French violinist and writer (1866–1924)

Émile Poilleux was a French violinist, violin teacher and writer.

== Biography ==
Émile Poilleux was born in Paris on 28 July 1866. After studying at the Conservatoire de Paris, Poilleux joined the Nancy Symphony Orchestra and then that of Strasbourg.

He published several works on the violin and music, and was also the author of numerous scores.

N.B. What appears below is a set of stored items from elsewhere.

//! Operator tool for vessel patch datasets.
//!
//! - `check`: validates the dataset layout and the region of interest of
//!   every mask
//! - `sample`: runs one provider call and reports the batch summary

use anyhow::{Context, Result};
use clap::{Parser, Subcommand};
use indicatif::{ProgressBar, ProgressStyle};
use std::fs;
use std::path::{Path, PathBuf};
use tracing::{info, warn};
use vessel_core::{load_toml_config, setup_cli_logging, ProviderConfig};
use vessel_data::{DataProvider, ImageStore, RegionOfInterest};

#[derive(Parser)]
#[command(name = "vessel-patches")]
#[command(about = "Dataset checks and patch sampling for retinal vessel data", long_about = None)]
struct Cli {
    /// Enable debug logging
    #[arg(short, long, global = true)]
    verbose: bool,

    #[command(subcommand)]
    command: Commands,
}

#[derive(Subcommand)]
enum Commands {
    /// Validate the dataset layout and every mask's region of interest
    Check {
        /// Dataset root containing image/, label/ and mask/
        #[arg(short, long)]
        data_dir: PathBuf,

        /// Patch size the regions of interest are shrunk by
        #[arg(short, long, default_value = "27")]
        patch_size: u32,

        /// Output file for the per-file report (JSON)
        #[arg(short, long)]
        output: Option<PathBuf>,
    },

    /// Draw one batch of patches and print its summary
    Sample {
        /// Provider configuration (TOML)
        #[arg(short, long, conflicts_with = "data_dir")]
        config: Option<PathBuf>,

        /// Dataset root, used with default parameters when no config is given
        #[arg(short, long)]
        data_dir: Option<PathBuf>,

        /// Requested number of patches
        #[arg(short = 'n', long, default_value = "1000")]
        count: usize,

        /// Enable augmentation
        #[arg(long)]
        train: bool,

        /// Random seed for reproducibility
        #[arg(long)]
        seed: Option<u64>,

        /// Output file for the summary (JSON)
        #[arg(short, long)]
        output: Option<PathBuf>,
    },
}

fn main() -> Result<()> {
    let cli = Cli::parse();
    setup_cli_logging(cli.verbose)?;

    match cli.command {
        Commands::Check {
            data_dir,
            patch_size,
            output,
        } => check_dataset(&data_dir, patch_size, output.as_deref())?,

        Commands::Sample {
            config,
            data_dir,
            count,
            train,
            seed,
            output,
        } => {
            let config = build_config(config.as_deref(), data_dir, train, seed)?;
            sample_batch(config, count, output.as_deref())?
        }
    }

    Ok(())
}

/// Computes the region of interest of every mask in the dataset
fn check_dataset(data_dir: &Path, patch_size: u32, output: Option<&Path>) -> Result<()> {
    let store = ImageStore::open(data_dir).context("Failed to open dataset")?;
    info!("Checking {} samples in {:?}", store.len(), data_dir);

    let pb = ProgressBar::new(store.len() as u64);
    pb.set_style(
        ProgressStyle::default_bar()
            .template("[{elapsed_precise}] {bar:40.cyan/blue} {pos}/{len} {msg}")?
            .progress_chars("=>-"),
    );

    let mut report = Vec::with_capacity(store.len());
    let mut invalid = 0usize;

    for name in store.file_names() {
        pb.set_message(name.clone());
        let roi = store
            .read_mask(name)
            .and_then(|mask| RegionOfInterest::from_mask(&mask, name, patch_size));

        match roi {
            Ok(roi) => report.push(serde_json::json!({
                "file": name,
                "center": [roi.center.0, roi.center.1],
                "radius": roi.radius,
            })),
            Err(e) => {
                invalid += 1;
                warn!("{}: {}", name, e);
                report.push(serde_json::json!({
                    "file": name,
                    "error": e.to_string(),
                }));
            }
        }
        pb.inc(1);
    }
    pb.finish_with_message("Done");

    println!("\nDataset check: {}", data_dir.display());
    println!("{}", "=".repeat(50));
    println!("{:<30} {:>10}", "Samples", store.len());
    println!("{:<30} {:>10}", "Invalid regions of interest", invalid);
    println!("{}", "=".repeat(50));

    if let Some(output_path) = output {
        fs::write(output_path, serde_json::to_string_pretty(&report)?)
            .with_context(|| format!("Failed to write {:?}", output_path))?;
        info!("Report saved to {:?}", output_path);
    }

    if invalid > 0 {
        anyhow::bail!("{} of {} samples have no usable region of interest", invalid, store.len());
    }
    Ok(())
}

/// Provider configuration from a TOML file or from a bare data directory,
/// with command-line overrides applied on top
fn build_config(
    config: Option<&Path>,
    data_dir: Option<PathBuf>,
    train: bool,
    seed: Option<u64>,
) -> Result<ProviderConfig> {
    let mut config = match (config, data_dir) {
        (Some(path), _) => load_toml_config::<ProviderConfig>(path)
            .with_context(|| format!("Failed to load config {:?}", path))?,
        (None, Some(dir)) => ProviderConfig::new(dir),
        (None, None) => anyhow::bail!("Either --config or --data-dir is required"),
    };

    if train {
        config.is_training = true;
    }
    if let Some(seed) = seed {
        config.seed = Some(seed);
    }
    Ok(config)
}

fn sample_batch(config: ProviderConfig, count: usize, output: Option<&Path>) -> Result<()> {
    info!(
        "Sampling {} patches from {:?} (training: {})",
        count, config.data_dir, config.is_training
    );

    let mut provider = DataProvider::new(config).context("Failed to create data provider")?;
    let batch = provider.sample(count).context("Failed to assemble batch")?;
    let summary = batch.summary();
    let json = serde_json::to_string_pretty(&summary)?;

    match output {
        Some(output_path) => {
            fs::write(output_path, &json)
                .with_context(|| format!("Failed to write {:?}", output_path))?;
            info!("Summary saved to {:?}", output_path);
        }
        None => println!("{}", json),
    }

    Ok(())
}
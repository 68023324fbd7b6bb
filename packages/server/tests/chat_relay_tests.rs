//! Integration tests for the chat endpoint.
//!
//! Covers transcript shaping as seen by the collaborator, the assistant-turn
//! response shape, and the error taxonomy (client input, configuration,
//! upstream failure).

mod common;

use axum::http::StatusCode;
use serde_json::json;
use tower::ServiceExt;

use common::{post_json, response_json, test_app, test_app_without_chat_model};
use server_core::domains::chat::relay::{LEGAL_SYSTEM_PROMPT, SYSTEM_ACK};
use server_core::domains::chat::generation_defaults;
use server_core::kernel::{MockChatModel, TestDependencies};

#[tokio::test]
async fn test_single_message_is_relayed_with_preamble() {
    let deps = TestDependencies::new()
        .with_chat_model(MockChatModel::new().with_response("Section 302 IPC covers murder."));
    let app = test_app(&deps);

    let response = app
        .oneshot(post_json(
            "/chat",
            json!({"messages": [{"role": "user", "content": "What is Section 302 IPC?"}]}),
        ))
        .await
        .unwrap();

    assert_eq!(response.status(), StatusCode::OK);
    let body = response_json(response).await;
    assert_eq!(body["role"], "assistant");
    assert_eq!(body["content"], "Section 302 IPC covers murder.");

    // Exactly one collaborator call, with the two-turn preamble prepended
    let calls = deps.chat_model.calls();
    assert_eq!(calls.len(), 1);
    let contents = &calls[0].contents;
    assert_eq!(contents.len(), 3);
    assert_eq!(contents[0].role, "user");
    assert_eq!(contents[0].text(), LEGAL_SYSTEM_PROMPT);
    assert_eq!(contents[1].role, "model");
    assert_eq!(contents[1].text(), SYSTEM_ACK);
    assert_eq!(contents[2].role, "user");
    assert_eq!(contents[2].text(), "What is Section 302 IPC?");

    assert_eq!(calls[0].config, generation_defaults());
}

#[tokio::test]
async fn test_history_is_replayed_before_the_new_message() {
    let deps = TestDependencies::new();
    let app = test_app(&deps);

    let response = app
        .oneshot(post_json(
            "/chat",
            json!({"messages": [
                {"role": "user", "content": "What is bail?"},
                {"role": "assistant", "content": "Bail is conditional release."},
                {"role": "user", "content": "And anticipatory bail?"}
            ]}),
        ))
        .await
        .unwrap();

    assert_eq!(response.status(), StatusCode::OK);

    let calls = deps.chat_model.calls();
    assert_eq!(calls.len(), 1);
    let contents = &calls[0].contents;
    assert_eq!(contents.len(), 5);
    assert_eq!(contents[2].role, "user");
    assert_eq!(contents[2].text(), "What is bail?");
    assert_eq!(contents[3].role, "model");
    assert_eq!(contents[3].text(), "Bail is conditional release.");
    assert_eq!(contents[4].role, "user");
    assert_eq!(contents[4].text(), "And anticipatory bail?");
}

#[tokio::test]
async fn test_empty_transcript_is_rejected_without_collaborator_call() {
    let deps = TestDependencies::new();
    let app = test_app(&deps);

    let response = app
        .oneshot(post_json("/chat", json!({"messages": []})))
        .await
        .unwrap();

    assert_eq!(response.status(), StatusCode::BAD_REQUEST);
    let body = response_json(response).await;
    assert_eq!(body["error"], "Invalid request body");
    assert!(deps.chat_model.calls().is_empty());
}

#[tokio::test]
async fn test_malformed_body_is_rejected() {
    let deps = TestDependencies::new();
    let app = test_app(&deps);

    for body in [
        json!({}),
        json!({"messages": [{"role": "oracle", "content": "hi"}]}),
        json!({"messages": "not-a-list"}),
    ] {
        let response = app.clone().oneshot(post_json("/chat", body)).await.unwrap();
        assert_eq!(response.status(), StatusCode::BAD_REQUEST);
    }
    assert!(deps.chat_model.calls().is_empty());
}

#[tokio::test]
async fn test_missing_credential_reports_configuration_error() {
    let deps = TestDependencies::new();
    let app = test_app_without_chat_model(&deps);

    let response = app
        .oneshot(post_json(
            "/chat",
            json!({"messages": [{"role": "user", "content": "hello"}]}),
        ))
        .await
        .unwrap();

    assert_eq!(response.status(), StatusCode::INTERNAL_SERVER_ERROR);
    let body = response_json(response).await;
    assert_eq!(body["error"], "Gemini API key is not configured");
}

#[tokio::test]
async fn test_collaborator_failure_is_surfaced_generically() {
    let deps = TestDependencies::new().with_chat_model(MockChatModel::new().with_failure());
    let app = test_app(&deps);

    let response = app
        .oneshot(post_json(
            "/chat",
            json!({"messages": [{"role": "user", "content": "hello"}]}),
        ))
        .await
        .unwrap();

    // The mock's error text must not leak through
    assert_eq!(response.status(), StatusCode::INTERNAL_SERVER_ERROR);
    let body = response_json(response).await;
    assert_eq!(body["error"], "An error occurred while processing your request");
    assert_eq!(deps.chat_model.calls().len(), 1);
}
//! Shared helpers for router tests.
//!
//! Tests drive the real Axum router with mock collaborators injected via
//! `TestDependencies`, so every assertion covers the full HTTP path.

#![allow(dead_code)]

use axum::body::Body;
use axum::http::{header::CONTENT_TYPE, Request, Response};
use axum::Router;
use http_body_util::BodyExt;
use serde_json::Value;
use std::sync::Arc;

use server_core::kernel::TestDependencies;
use server_core::server::build_router;

/// Router backed by the given mocks
pub fn test_app(deps: &TestDependencies) -> Router {
    build_router(Arc::new(deps.server_deps()))
}

/// Router with no LLM collaborator configured
pub fn test_app_without_chat_model(deps: &TestDependencies) -> Router {
    build_router(Arc::new(deps.server_deps_without_chat_model()))
}

/// Build a JSON POST request
pub fn post_json(uri: &str, body: Value) -> Request<Body> {
    Request::builder()
        .method("POST")
        .uri(uri)
        .header(CONTENT_TYPE, "application/json")
        .body(Body::from(body.to_string()))
        .unwrap()
}

/// Read a response body as JSON
pub async fn response_json(response: Response<Body>) -> Value {
    let bytes = response.into_body().collect().await.unwrap().to_bytes();
    serde_json::from_slice(&bytes).unwrap()
}
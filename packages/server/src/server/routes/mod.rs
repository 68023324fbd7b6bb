// HTTP routes
pub mod auth;
pub mod chat;
pub mod health;

pub use auth::*;
pub use chat::*;
pub use health::*;
//! Scheduled background tasks using tokio-cron-scheduler.
//!
//! The verifier purges an expired code only when someone attempts it, so
//! abandoned codes would otherwise sit in memory until overwritten or the
//! process exits. The sweep evicts them on a fixed cadence.

use anyhow::Result;
use std::sync::Arc;
use tokio_cron_scheduler::{Job, JobScheduler};

use crate::domains::auth::store::OtpStore;

/// Start all scheduled tasks
pub async fn start_scheduler(otp_store: Arc<dyn OtpStore>) -> Result<JobScheduler> {
    let scheduler = JobScheduler::new().await?;

    // OTP sweep - runs every 5 minutes
    let sweep_store = otp_store.clone();
    let sweep_job = Job::new_async("0 */5 * * * *", move |_uuid, _lock| {
        let store = sweep_store.clone();
        Box::pin(async move {
            let purged = store.purge_expired().await;
            if purged > 0 {
                tracing::debug!(purged, "Swept expired OTP records");
            }
        })
    })?;

    scheduler.add(sweep_job).await?;
    scheduler.start().await?;

    tracing::info!("Scheduled tasks started (OTP sweep every 5 minutes)");
    Ok(scheduler)
}
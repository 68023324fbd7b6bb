//! Chat domain - relays client transcripts to the LLM collaborator
//!
//! The client owns conversation history and resends the full transcript on
//! every turn; nothing is persisted server-side.

pub mod models;
pub mod relay;

pub use models::{ChatRole, ChatTurn};
pub use relay::{build_contents, generation_defaults, relay_chat, GEMINI_MODEL};
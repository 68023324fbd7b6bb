//! Auth domain actions - business logic functions
//!
//! Actions are async functions called directly from the REST handlers.

mod send_otp;
mod verify_otp;

pub use send_otp::{issue, send_otp};
pub use verify_otp::{verify_otp, VerifyOtpResult};
//! OTP endpoints
//!
//! Both endpoints answer `{success, message}`. Verification failures use one
//! deliberately generic message so callers cannot distinguish an unknown
//! email from a wrong or expired code.

use axum::extract::rejection::JsonRejection;
use axum::{extract::Extension, http::StatusCode, Json};
use serde::{Deserialize, Serialize};

use crate::domains::auth::actions::{send_otp, verify_otp, VerifyOtpResult};
use crate::domains::auth::models::OTP_LENGTH;
use crate::server::app::AppState;

#[derive(Debug, Deserialize)]
pub struct SendOtpRequest {
    pub email: String,
}

#[derive(Debug, Deserialize)]
pub struct VerifyOtpRequest {
    pub email: String,
    pub otp: String,
}

#[derive(Serialize)]
pub struct OtpResponse {
    pub success: bool,
    pub message: String,
}

impl OtpResponse {
    fn ok(message: &str) -> Json<Self> {
        Json(Self {
            success: true,
            message: message.to_string(),
        })
    }

    fn failure(message: &str) -> Json<Self> {
        Json(Self {
            success: false,
            message: message.to_string(),
        })
    }
}

fn is_plausible_email(email: &str) -> bool {
    !email.is_empty() && email.contains('@')
}

/// Issue a code and deliver it by email
///
/// Returns 400 on a malformed email, 500 when delivery fails (the issued
/// code stays live; the client requests a fresh one to retry).
pub async fn send_otp_handler(
    Extension(state): Extension<AppState>,
    payload: Result<Json<SendOtpRequest>, JsonRejection>,
) -> (StatusCode, Json<OtpResponse>) {
    let email = match &payload {
        Ok(Json(body)) => body.email.trim().to_string(),
        Err(_) => {
            return (
                StatusCode::BAD_REQUEST,
                OtpResponse::failure("Invalid email address"),
            )
        }
    };

    if !is_plausible_email(&email) {
        return (
            StatusCode::BAD_REQUEST,
            OtpResponse::failure("Invalid email address"),
        );
    }

    match send_otp(&email, &state.deps).await {
        Ok(()) => (StatusCode::OK, OtpResponse::ok("OTP sent successfully")),
        Err(e) => {
            tracing::error!(error = %e, "Failed to send OTP");
            (
                StatusCode::INTERNAL_SERVER_ERROR,
                OtpResponse::failure("Failed to send OTP email"),
            )
        }
    }
}

/// Check a submitted code
///
/// Returns 400 on malformed input and on any failed verification.
pub async fn verify_otp_handler(
    Extension(state): Extension<AppState>,
    payload: Result<Json<VerifyOtpRequest>, JsonRejection>,
) -> (StatusCode, Json<OtpResponse>) {
    let (email, otp) = match &payload {
        Ok(Json(body)) => (body.email.trim().to_string(), body.otp.clone()),
        Err(_) => {
            return (
                StatusCode::BAD_REQUEST,
                OtpResponse::failure("Invalid email address"),
            )
        }
    };

    if !is_plausible_email(&email) {
        return (
            StatusCode::BAD_REQUEST,
            OtpResponse::failure("Invalid email address"),
        );
    }

    if otp.len() != OTP_LENGTH || !otp.chars().all(|c| c.is_ascii_digit()) {
        return (
            StatusCode::BAD_REQUEST,
            OtpResponse::failure("Invalid OTP format"),
        );
    }

    match verify_otp(&email, &otp, &state.deps).await {
        VerifyOtpResult::Verified => {
            (StatusCode::OK, OtpResponse::ok("OTP verified successfully"))
        }
        VerifyOtpResult::Failed => (
            StatusCode::BAD_REQUEST,
            OtpResponse::failure("Invalid or expired OTP"),
        ),
    }
}
//! Send OTP action

use anyhow::{Context, Result};
use chrono::Duration;
use tracing::info;

use crate::domains::auth::models::{generate_code, OtpRecord, OTP_LENGTH, OTP_TTL_MINUTES};
use crate::domains::auth::store::OtpStore;
use crate::kernel::ServerDeps;

/// Generate a fresh code and register it for the email.
///
/// Any previously issued, unconsumed code for the same email becomes
/// permanently invalid. Returns the code for delivery.
pub async fn issue(store: &dyn OtpStore, email: &str, length: usize, ttl: Duration) -> String {
    let code = generate_code(length);
    store.put(OtpRecord::new(email, code.as_str(), ttl)).await;
    code
}

/// Issue a code for the email and deliver it via the mail collaborator.
///
/// The record is stored before delivery is attempted, matching the send
/// endpoint's contract: a delivery failure leaves the code live, and the
/// caller retries by requesting a fresh one.
pub async fn send_otp(email: &str, deps: &ServerDeps) -> Result<()> {
    let code = issue(
        deps.otp_store.as_ref(),
        email,
        OTP_LENGTH,
        Duration::minutes(OTP_TTL_MINUTES),
    )
    .await;

    deps.mailer
        .send_otp_email(email, &code)
        .await
        .context("Failed to send OTP email")?;

    info!(email = %email, "OTP sent successfully");
    Ok(())
}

Poilleux was a violin teacher at the Galin-Paris-Chevé School. He died in the 17th arrondissement of Paris on 27 October 1924.

== Compositions ==
- Vingt études chantantes et caractéristiques pour violon par Émile Poilleux.
- Méthode de violon élémentaire et progressive en notation chiffrée, par Émile Poilleux et École Galin-Paris-Chevé.

== Discography ==
In 2024 the Italian violist Marco Misciagna recorded the world premiere of Poilleux's 20 Études chantantes et caractéristiques for violin, transcribed for viola by himself.

== Sources ==
- "Journal Général De L'imprimerie Et De La Librairie" (1897)
- Bibliothèque nationale (France) (1892). "Bulletin Mensuel des Récentes Publications Francaises".
- "The Strad" (1909)
- 6 solos faciles, op. 41, pour violon et piano:1er solo en ré majeur, Numéro 1 par Hubert Léonard, Guy Comentale.